The story of a person's life, written by another. Adjective: biographical. See also:
Etymology:
From the Greek, "life" + "write"Observations:
- "[In] the late-seventeenth-century, . . . 'biography' became the correct dictionary designation for a written record of a particular human life, but it was not distinguished from the more generic term 'biography'--[which includes] the entire field of real-life human depiction, in various media: a noble field that stretches back to classical times and beyond."
(Nigel Hamilton, Biography: A Brief History, Harvard University Press, 2007) - "Every great man nowadays has his disciples, and it is always Judas who writes the biography. . . . Formerly we used to canonize our heroes. The modern method is to vulgarize them. Cheap editions of great books may be delightful, but cheap editions of great men are absolutely detestable."
(Oscar Wilde, The Critic as Artist, 1890) - "Biographies are but the clothes and buttons of the man. The biography of the man himself cannot be written."
(Mark Twain, Autobiography, 1924) - "Between history and the novel stands biography, their unwanted offspring, which has brought a great embarrassment to them both. In the historian's view biography is a kind of frogspawn--it takes ten thousand biographies to make one small history.
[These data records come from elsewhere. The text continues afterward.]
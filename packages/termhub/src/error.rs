use std::time::Duration;
use thiserror::Error;

/// Error taxonomy for the session engine. Handlers map these onto HTTP
/// status codes; the live data path recovers locally and only surfaces
/// errors once retries are exhausted.
#[derive(Debug, Error)]
pub enum EngineError {
    /// The project already holds the configured maximum number of sessions.
    #[error("project '{0}' is at its session limit")]
    ResourceExhausted(String),

    /// The project's focus set is at capacity; the caller must unfocus
    /// another session first. Never triggers implicit eviction.
    #[error("focus set for project '{0}' is at capacity")]
    FocusLimitExceeded(String),

    /// Unknown session id, reported after the attach retry loop is spent.
    #[error("session '{0}' not found")]
    SessionNotFound(String),

    /// The process did not come up within the spawn timeout.
    #[error("process spawn timed out after {0:?}")]
    SpawnTimeout(Duration),

    /// Circuit open: the persistence backend is degraded. Never fatal to
    /// live operation.
    #[error("persistence backend unavailable")]
    BackendUnavailable,

    #[error("pty error: {0}")]
    Pty(#[from] pty_session::PtyError),

    #[error("{0}")]
    Internal(String),
}

impl EngineError {
    pub fn internal(msg: impl Into<String>) -> Self {
        EngineError::Internal(msg.into())
    }
}
#[cfg(test)]
mod tests {
    use super::*;
    use crate::breaker::{BreakerConfig, CircuitBreaker};
    use crate::config::FileConfig;
    use crate::events::create_event_bus;
    use crate::registry::SessionMode;
    use crate::store::PersistHandle;
    use std::time::Duration;

    fn setup(tweak: impl FnOnce(&mut EngineConfig)) -> (Arc<SessionRegistry>, Arc<StreamManager>) {
        let mut config = EngineConfig::from_file(&FileConfig::default());
        config.shell_command = "cat".to_string();
        config.terminate_grace = Duration::from_millis(500);
        config.attach_retry_base = Duration::from_millis(10);
        tweak(&mut config);

        let events = create_event_bus();
        let breaker = Arc::new(CircuitBreaker::new(BreakerConfig::default(), events.clone()));
        let registry = Arc::new(SessionRegistry::new(
            config,
            events,
            PersistHandle::new(None, breaker),
        ));
        let manager = StreamManager::new(registry.clone());
        manager.start();
        (registry, manager)
    }

    async fn expect_output(
        rx: &mut mpsc::Receiver<ServerMessage>,
        needle: &str,
    ) -> (String, u64) {
        let deadline = tokio::time::Instant::now() + Duration::from_secs(5);
        let mut seen = String::new();
        let mut last_seq = 0;
        loop {
            match tokio::time::timeout_at(deadline, rx.recv()).await {
                Ok(Some(ServerMessage::Output { data, seq, .. })) => {
                    seen.push_str(&data);
                    last_seq = seq;
                    if seen.contains(needle) {
                        return (seen, last_seq);
                    }
                }
                Ok(Some(_)) => {}
                Ok(None) => panic!("channel closed; saw {:?}", seen),
                Err(_) => panic!("no '{}' within 5s; saw {:?}", needle, seen),
            }
        }
    }

    #[tokio::test]
    async fn attach_flushes_buffered_output() {
        let (registry, manager) = setup(|_| {});
        let info = registry
            .create("proj-1", SessionMode::Shell, Some("/tmp".to_string()))
            .await
            .unwrap();

        // No focus, no connection: the echo from cat lands in the backlog.
        registry.write_input(&info.id, b"hello\n").await.unwrap();
        tokio::time::sleep(Duration::from_millis(300)).await;

        let (tx, mut rx) = mpsc::channel(100);
        let _guard = manager.attach(&info.id, tx).await.unwrap();

        let (seen, _) = expect_output(&mut rx, "hello").await;
        assert!(seen.contains("hello"));

        registry.close_all().await;
    }

    #[tokio::test]
    async fn focused_session_streams_live() {
        let (registry, manager) = setup(|_| {});
        let info = registry
            .create("proj-1", SessionMode::Shell, Some("/tmp".to_string()))
            .await
            .unwrap();
        registry.set_focus("proj-1", &info.id, true).await.unwrap();

        let (tx, mut rx) = mpsc::channel(100);
        let _guard = manager.attach(&info.id, tx).await.unwrap();

        registry.write_input(&info.id, b"ping\n").await.unwrap();
        expect_output(&mut rx, "ping").await;

        registry.close_all().await;
    }

    #[tokio::test]
    async fn gaining_focus_flushes_backlog() {
        let (registry, manager) = setup(|_| {});
        let info = registry
            .create("proj-1", SessionMode::Shell, Some("/tmp".to_string()))
            .await
            .unwrap();

        let (tx, mut rx) = mpsc::channel(100);
        let _guard = manager.attach(&info.id, tx).await.unwrap();

        // Connected but unfocused: the echo lands in the backlog.
        registry.write_input(&info.id, b"later\n").await.unwrap();
        tokio::time::sleep(Duration::from_millis(300)).await;

        registry.set_focus("proj-1", &info.id, true).await.unwrap();
        expect_output(&mut rx, "later").await;

        registry.close_all().await;
    }

    #[tokio::test]
    async fn suspend_detaches_live_connection() {
        let (registry, manager) = setup(|_| {});
        let info = registry
            .create("proj-1", SessionMode::Shell, Some("/tmp".to_string()))
            .await
            .unwrap();

        let (tx, _rx) = mpsc::channel(10);
        let guard = manager.attach(&info.id, tx).await.unwrap();

        registry.suspend_project("proj-1").await;
        tokio::time::sleep(Duration::from_millis(100)).await;
        assert!(guard.cancel.is_cancelled());

        registry.close_all().await;
    }

    #[tokio::test]
    async fn slow_connection_never_reorders_output() {
        let (registry, manager) = setup(|_| {});
        let info = registry
            .create("proj-1", SessionMode::Shell, Some("/tmp".to_string()))
            .await
            .unwrap();
        registry.set_focus("proj-1", &info.id, true).await.unwrap();

        // Capacity 1: the channel fills after a single undrained message.
        let (tx, mut rx) = mpsc::channel(1);
        let _guard = manager.attach(&info.id, tx).await.unwrap();

        for seq in 1..=4u64 {
            manager
                .deliver(&info.id, seq, format!("chunk-{}\n", seq))
                .await;
        }

        // Drain one message at a time, asking for the backlog whenever
        // the channel runs dry, the way a reconnecting client would.
        let mut seqs = Vec::new();
        loop {
            match rx.try_recv() {
                Ok(ServerMessage::Output { seq, .. }) => seqs.push(seq),
                Ok(_) => {}
                Err(_) => {
                    manager.replay(&info.id).await;
                    match rx.try_recv() {
                        Ok(ServerMessage::Output { seq, .. }) => seqs.push(seq),
                        _ => break,
                    }
                }
            }
        }
        assert_eq!(seqs, vec![1, 2, 3, 4]);

        registry.close_all().await;
    }

    #[tokio::test]
    async fn replay_consumes_the_backlog() {
        let (registry, manager) = setup(|_| {});
        let info = registry
            .create("proj-1", SessionMode::Shell, Some("/tmp".to_string()))
            .await
            .unwrap();

        let (tx, mut rx) = mpsc::channel(100);
        let _guard = manager.attach(&info.id, tx).await.unwrap();

        // Unfocused: the chunk lands in the backlog.
        manager.deliver(&info.id, 1, "one".to_string()).await;

        manager.replay(&info.id).await;
        match rx.try_recv() {
            Ok(ServerMessage::Output { seq, .. }) => assert_eq!(seq, 1),
            other => panic!("expected buffered output, got {:?}", other),
        }

        // Delivered at most once: a second replay has nothing to send.
        manager.replay(&info.id).await;
        assert!(rx.try_recv().is_err());

        registry.close_all().await;
    }

    #[tokio::test]
    async fn suspend_preserves_process_and_resume_recovers_output() {
        let (registry, manager) = setup(|_| {});
        let info = registry
            .create("proj-1", SessionMode::Shell, Some("/tmp".to_string()))
            .await
            .unwrap();
        registry.set_focus("proj-1", &info.id, true).await.unwrap();

        let (tx, mut rx) = mpsc::channel(100);
        let guard = manager.attach(&info.id, tx).await.unwrap();

        registry.write_input(&info.id, b"before\n").await.unwrap();
        expect_output(&mut rx, "before").await;

        registry.suspend_project("proj-1").await;
        tokio::time::sleep(Duration::from_millis(100)).await;
        assert!(guard.cancel.is_cancelled());

        // The process survives suspension; its output buffers.
        registry.write_input(&info.id, b"during\n").await.unwrap();
        tokio::time::sleep(Duration::from_millis(300)).await;

        registry.resume_project("proj-1").await;

        let (tx2, mut rx2) = mpsc::channel(100);
        let _guard2 = manager.attach(&info.id, tx2).await.unwrap();
        expect_output(&mut rx2, "during").await;

        // Still responsive after resume.
        registry.write_input(&info.id, b"after\n").await.unwrap();
        expect_output(&mut rx2, "after").await;

        registry.close_all().await;
    }

    #[tokio::test]
    async fn attach_unknown_session_fails_after_retries() {
        let (_registry, manager) = setup(|c| {
            c.attach_retry_attempts = 3;
            c.attach_retry_base = Duration::from_millis(5);
        });

        let (tx, _rx) = mpsc::channel(10);
        let err = manager.attach("nope", tx).await;
        assert!(matches!(err, Err(EngineError::SessionNotFound(_))));
    }

    #[tokio::test]
    async fn second_attach_replaces_first() {
        let (registry, manager) = setup(|_| {});
        let info = registry
            .create("proj-1", SessionMode::Shell, Some("/tmp".to_string()))
            .await
            .unwrap();

        let (tx1, _rx1) = mpsc::channel(10);
        let guard1 = manager.attach(&info.id, tx1).await.unwrap();

        let (tx2, _rx2) = mpsc::channel(10);
        let guard2 = manager.attach(&info.id, tx2).await.unwrap();

        assert!(guard1.cancel.is_cancelled());
        assert!(!guard2.cancel.is_cancelled());
        assert_ne!(guard1.conn_id, guard2.conn_id);

        registry.close_all().await;
    }

    #[tokio::test]
    async fn stale_connection_is_detached_by_watchdog() {
        let (registry, manager) = setup(|c| {
            c.heartbeat_interval = Duration::from_millis(50);
            c.heartbeat_max_missed = 1;
        });
        let info = registry
            .create("proj-1", SessionMode::Shell, Some("/tmp".to_string()))
            .await
            .unwrap();

        let (tx, _rx) = mpsc::channel(10);
        let guard = manager.attach(&info.id, tx).await.unwrap();

        // No pings, no input: the watchdog must cut the connection.
        tokio::time::sleep(Duration::from_millis(300)).await;
        assert!(guard.cancel.is_cancelled());

        registry.close_all().await;
    }

    #[tokio::test]
    async fn activity_keeps_connection_alive() {
        let (registry, manager) = setup(|c| {
            c.heartbeat_interval = Duration::from_millis(50);
            c.heartbeat_max_missed = 2;
        });
        let info = registry
            .create("proj-1", SessionMode::Shell, Some("/tmp".to_string()))
            .await
            .unwrap();

        let (tx, _rx) = mpsc::channel(10);
        let guard = manager.attach(&info.id, tx).await.unwrap();

        for _ in 0..6 {
            tokio::time::sleep(Duration::from_millis(40)).await;
            manager.note_activity(&info.id, guard.conn_id).await;
        }
        assert!(!guard.cancel.is_cancelled());

        registry.close_all().await;
    }

    #[tokio::test]
    async fn close_notifies_and_cancels_connection() {
        let (registry, manager) = setup(|_| {});
        let info = registry
            .create("proj-1", SessionMode::Shell, Some("/tmp".to_string()))
            .await
            .unwrap();

        let (tx, mut rx) = mpsc::channel(10);
        let guard = manager.attach(&info.id, tx).await.unwrap();

        registry.close(&info.id).await;

        let deadline = tokio::time::Instant::now() + Duration::from_secs(5);
        let mut saw_closed = false;
        while tokio::time::Instant::now() < deadline {
            match tokio::time::timeout_at(deadline, rx.recv()).await {
                Ok(Some(ServerMessage::Status { status, .. })) if status == "closed" => {
                    saw_closed = true;
                    break;
                }
                Ok(Some(_)) => {}
                _ => break,
            }
        }
        assert!(saw_closed);

        // Give the event loop a beat to cancel the guard.
        tokio::time::sleep(Duration::from_millis(100)).await;
        assert!(guard.cancel.is_cancelled());
    }

    #[tokio::test]
    async fn detach_with_stale_conn_id_is_a_noop() {
        let (registry, manager) = setup(|_| {});
        let info = registry
            .create("proj-1", SessionMode::Shell, Some("/tmp".to_string()))
            .await
            .unwrap();

        let (tx1, _rx1) = mpsc::channel(10);
        let guard1 = manager.attach(&info.id, tx1).await.unwrap();
        let (tx2, _rx2) = mpsc::channel(10);
        let guard2 = manager.attach(&info.id, tx2).await.unwrap();

        // Late cleanup from the first handler must not touch the second.
        manager.detach(&info.id, guard1.conn_id).await;
        assert!(!guard2.cancel.is_cancelled());

        registry.close_all().await;
    }
}
use axum::{
    Json,
    extract::State,
    http::StatusCode,
    response::{IntoResponse, Response},
};
use serde::{Deserialize, Serialize};

use crate::AppState;
use crate::breaker::CircuitState;

#[derive(Debug, Clone, Serialize, Deserialize)]
pub struct HealthStatus {
    pub status: String,
    pub active_sessions: u64,
    pub live_connections: u64,
    pub circuit_state: CircuitState,
    pub buffer_overflow_count: u64,
    pub uptime_secs: u64,
}

/// Health check endpoint; "degraded" while the persistence circuit is
/// open, since live operation continues regardless.
pub async fn health_handler(State(state): State<AppState>) -> impl IntoResponse {
    let snapshot = state.metrics.snapshot();
    let circuit = state.persist.breaker().state().await;

    let status = if circuit == CircuitState::Open {
        "degraded"
    } else {
        "healthy"
    };

    Json(HealthStatus {
        status: status.to_string(),
        active_sessions: snapshot.sessions.active,
        live_connections: snapshot.connections.live,
        circuit_state: circuit,
        buffer_overflow_count: snapshot.streaming.buffer_overflows,
        uptime_secs: snapshot.uptime_secs,
    })
}

/// Liveness probe; 200 whenever the process is serving requests.
pub async fn health_live_handler() -> impl IntoResponse {
    Json(serde_json::json!({ "status": "alive" }))
}

/// Readiness probe; checks the session store when persistence is on.
pub async fn health_ready_handler(State(state): State<AppState>) -> Response {
    let store_ok = match &state.store {
        Some(store) => store.pool.acquire().await.is_ok(),
        None => true,
    };

    if store_ok {
        Json(serde_json::json!({ "status": "ready" })).into_response()
    } else {
        (
            StatusCode::SERVICE_UNAVAILABLE,
            Json(serde_json::json!({ "status": "not_ready", "store": "disconnected" })),
        )
            .into_response()
    }
}

pub async fn metrics_handler(State(state): State<AppState>) -> impl IntoResponse {
    Json(state.metrics.snapshot())
}

#[cfg(test)]
mod tests {
    use super::*;
    use crate::test_helpers::test_app_state;
    use axum::body::to_bytes;
    use axum::response::IntoResponse;

    #[tokio::test]
    async fn health_reports_healthy_with_closed_circuit() {
        let state = test_app_state().await;
        let resp = health_handler(State(state)).await.into_response();
        assert_eq!(resp.status(), StatusCode::OK);

        let body = to_bytes(resp.into_body(), usize::MAX).await.unwrap();
        let json: serde_json::Value = serde_json::from_slice(&body).unwrap();
        assert_eq!(json["status"], "healthy");
        assert_eq!(json["circuit_state"], "closed");
        assert!(json.get("active_sessions").is_some());
        assert!(json.get("live_connections").is_some());
        assert!(json.get("buffer_overflow_count").is_some());
    }

    #[tokio::test]
    async fn liveness_is_always_200() {
        let resp = health_live_handler().await.into_response();
        assert_eq!(resp.status(), StatusCode::OK);
    }

    #[tokio::test]
    async fn readiness_without_store_is_200() {
        let state = test_app_state().await;
        let resp = health_ready_handler(State(state)).await;
        assert_eq!(resp.status(), StatusCode::OK);
    }

    #[tokio::test]
    async fn metrics_snapshot_serializes() {
        let state = test_app_state().await;
        let resp = metrics_handler(State(state)).await.into_response();
        assert_eq!(resp.status(), StatusCode::OK);

        let body = to_bytes(resp.into_body(), usize::MAX).await.unwrap();
        let json: serde_json::Value = serde_json::from_slice(&body).unwrap();
        assert!(json.get("sessions").is_some());
        assert!(json.get("streaming").is_some());
        assert!(json.get("events_dropped").is_some());
    }
}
To the novelist we are simply what Nabokov called 'psycho-plagiarists.' Yet biographers claim to have thrived on their outcast state. While so much history has been respectably academicised, and even the novel fenced off behind academic theory, the biographer is still free to roam wherever his instinct takes him. A vital literature needs cross-border trading."
(Michael Holroyd, Works on Paper: The Craft of Biography and Autobiography, Basic Books, 2002)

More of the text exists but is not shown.